There’s no pursuit, no tango being danced. She can’t test you out to see what you’re made of. There’s a bit of a power struggle that goes on in relationships, even after years. It’s a gentle and pleasant thing and it builds attraction. Without it, you usually wind up at boring. “Boring” is not a good place for women to be because boring leads to a lack of respect and then we soon arrive at contempt, and then you’re simply tossed aside in favor of someone else.

It’s not nice, in fact, it’s downright cruel,  but it is heavily influenced by biology and by the nature of men and women. Danced properly, it’s an awesome thing. Not understood and it’s simply heart breaking.

Nice guys are not to blame for not knowing these things. There’s been a huge shift in our culture, a redefining of the nature of gender, a redefining of relationships between men and women, an attempt to redefine masculinity entirely. Everybody is a bit confused. I’m not even certain if we’re aware of biology anymore.

Nice guys don’t have to sacrifice who they are, their integrity, their respect for women. They don’t have to start acting like complete jerks, they simply have to recognize their value, their worth and expect to be pursued rather then the pursuers. Yes, they have to feel entitled to be pursued, sought after, desired. Worthy and advertised as such.

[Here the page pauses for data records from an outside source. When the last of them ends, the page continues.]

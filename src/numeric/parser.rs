// ============================================================================
// ASCII Decimal Parser
// Strict, allocation-free text to mantissa/scale conversion
// ============================================================================
//
// Grammar: [+-]? digits? ('.' digits?)? ([eE] [+-]? digits)?
// At least one digit must appear before the exponent marker.
//
// Trailing zero runs are counted instead of multiplied in, so a long run of
// zeros after the last significant digit never overflows the accumulator on
// its own. Range checks happen after the scale is known.

use super::decimal_float::{normalise, MAX_MANTISSA};
use super::errors::{DecimalError, DecimalResult};

/// Borrow `length` bytes at `offset`, rejecting ranges outside `bytes`.
#[inline]
pub(crate) fn field_slice(bytes: &[u8], offset: usize, length: usize) -> DecimalResult<&[u8]> {
    offset
        .checked_add(length)
        .and_then(|end| bytes.get(offset..end))
        .ok_or(DecimalError::InvalidArgument)
}

#[inline]
fn split_sign(text: &[u8]) -> (bool, &[u8]) {
    match text.split_first() {
        Some((b'-', rest)) => (true, rest),
        Some((b'+', rest)) => (false, rest),
        _ => (false, text),
    }
}

/// Mantissa digits seen so far.
#[derive(Default)]
struct Significand {
    /// Significant digits up to the last non-zero digit
    digits: u64,
    /// Zeros after the last non-zero digit, not yet folded into `digits`
    pending_zeros: u64,
    /// Digits after the decimal point, zeros included
    fraction_digits: u64,
    seen_digit: bool,
    overflowed: bool,
}

impl Significand {
    #[inline]
    fn push(&mut self, digit: u64, in_fraction: bool) {
        self.seen_digit = true;
        if in_fraction {
            self.fraction_digits += 1;
        }
        if self.overflowed {
            return;
        }

        if digit == 0 {
            // Leading zeros carry no magnitude
            if self.digits != 0 {
                self.pending_zeros += 1;
            }
            return;
        }

        let folded = u32::try_from(self.pending_zeros + 1)
            .ok()
            .and_then(|shift| 10_u64.checked_pow(shift))
            .and_then(|factor| self.digits.checked_mul(factor))
            .and_then(|shifted| shifted.checked_add(digit))
            .filter(|folded| *folded <= MAX_MANTISSA as u64);

        match folded {
            Some(folded) => {
                self.digits = folded;
                self.pending_zeros = 0;
            },
            None => self.overflowed = true,
        }
    }
}

/// Parse the digits after `e`/`E`.
fn parse_exponent(text: &[u8]) -> DecimalResult<i32> {
    let (negative, digits) = split_sign(text);
    if digits.is_empty() || !digits.iter().all(u8::is_ascii_digit) {
        return Err(DecimalError::InvalidFormat);
    }

    let mut magnitude: i64 = 0;
    for &byte in digits {
        magnitude = magnitude
            .checked_mul(10)
            .and_then(|m| m.checked_add(i64::from(byte - b'0')))
            .ok_or(DecimalError::RangeOverflow)?;
    }

    let exponent = if negative { -magnitude } else { magnitude };
    i32::try_from(exponent).map_err(|_| DecimalError::RangeOverflow)
}

/// Parse ASCII decimal text into a canonical `(value, scale)` pair.
///
/// # Errors
/// - `InvalidFormat` if the text does not match the grammar
/// - `RangeOverflow` if the value needs more than 18 digits, or the
///   exponent or resulting scale does not fit in an `i32`
pub(crate) fn parse_decimal(text: &[u8]) -> DecimalResult<(i64, i32)> {
    let (negative, body) = split_sign(text);

    let mut significand = Significand::default();
    let mut in_fraction = false;
    let mut exponent_at = None;

    for (index, &byte) in body.iter().enumerate() {
        match byte {
            b'0'..=b'9' => significand.push(u64::from(byte - b'0'), in_fraction),
            b'.' if !in_fraction => in_fraction = true,
            b'e' | b'E' => {
                exponent_at = Some(index);
                break;
            },
            _ => return Err(DecimalError::InvalidFormat),
        }
    }

    if !significand.seen_digit {
        return Err(DecimalError::InvalidFormat);
    }

    let exponent = match exponent_at {
        Some(index) => parse_exponent(&body[index + 1..])?,
        None => 0,
    };

    if significand.overflowed {
        return Err(DecimalError::RangeOverflow);
    }
    if significand.digits == 0 {
        return Ok((0, 0));
    }

    // fraction_digits and pending_zeros are bounded by the input length
    let scale = significand.fraction_digits as i64
        - significand.pending_zeros as i64
        - i64::from(exponent);

    let mut digits = significand.digits;
    let scale = if scale < 0 {
        digits = u32::try_from(scale.unsigned_abs())
            .ok()
            .and_then(|shift| 10_u64.checked_pow(shift))
            .and_then(|factor| digits.checked_mul(factor))
            .filter(|scaled| *scaled <= MAX_MANTISSA as u64)
            .ok_or(DecimalError::RangeOverflow)?;
        0
    } else {
        i32::try_from(scale).map_err(|_| DecimalError::RangeOverflow)?
    };

    // digits <= MAX_MANTISSA, so the cast is lossless
    let value = if negative {
        -(digits as i64)
    } else {
        digits as i64
    };

    normalise(value, scale)
}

Men and women are simply different. Men tend to desire respect, so they like to assume that that is what women desire, too. Actually we tend to be more attracted to something akin to protection, to your ability to take care of yourself, to take care of us. Women will test you out to see how compliant you are. Seriously! If you are too compliant it actually tends to make women uncomfortable. You may be trying to show your respect, but she’s not really looking for respect at all. She’s trying to figure out what you’re made of. Are you easily pushed around? Easily manipulated? Do you think highly of yourself? So highly of yourself that you might even risk offending her?

There are a lot of reasons related to biology as to why women are the way they are. It’s a bit like a job interview, we’re looking for leadership, protection, the ability to kill bears. Men are being taught to go into this job interview bearing…respect and evidence of their kindness.

I don’t see how that’s supposed to work. I don’t think it does very often. I think a lot of nice guys simply get passed over. Yes, we could try to teach women to take a second look at nice guys, but it’s been my experience that women aren’t very good at even starting to recognize the nature of ourselves until we’re like, passing 40. I bet if we asked a dozen girls right now what they really wanted in a man, they’d all say, “a nice guy.” I’m doubtful. They really want somebody who can kill bears.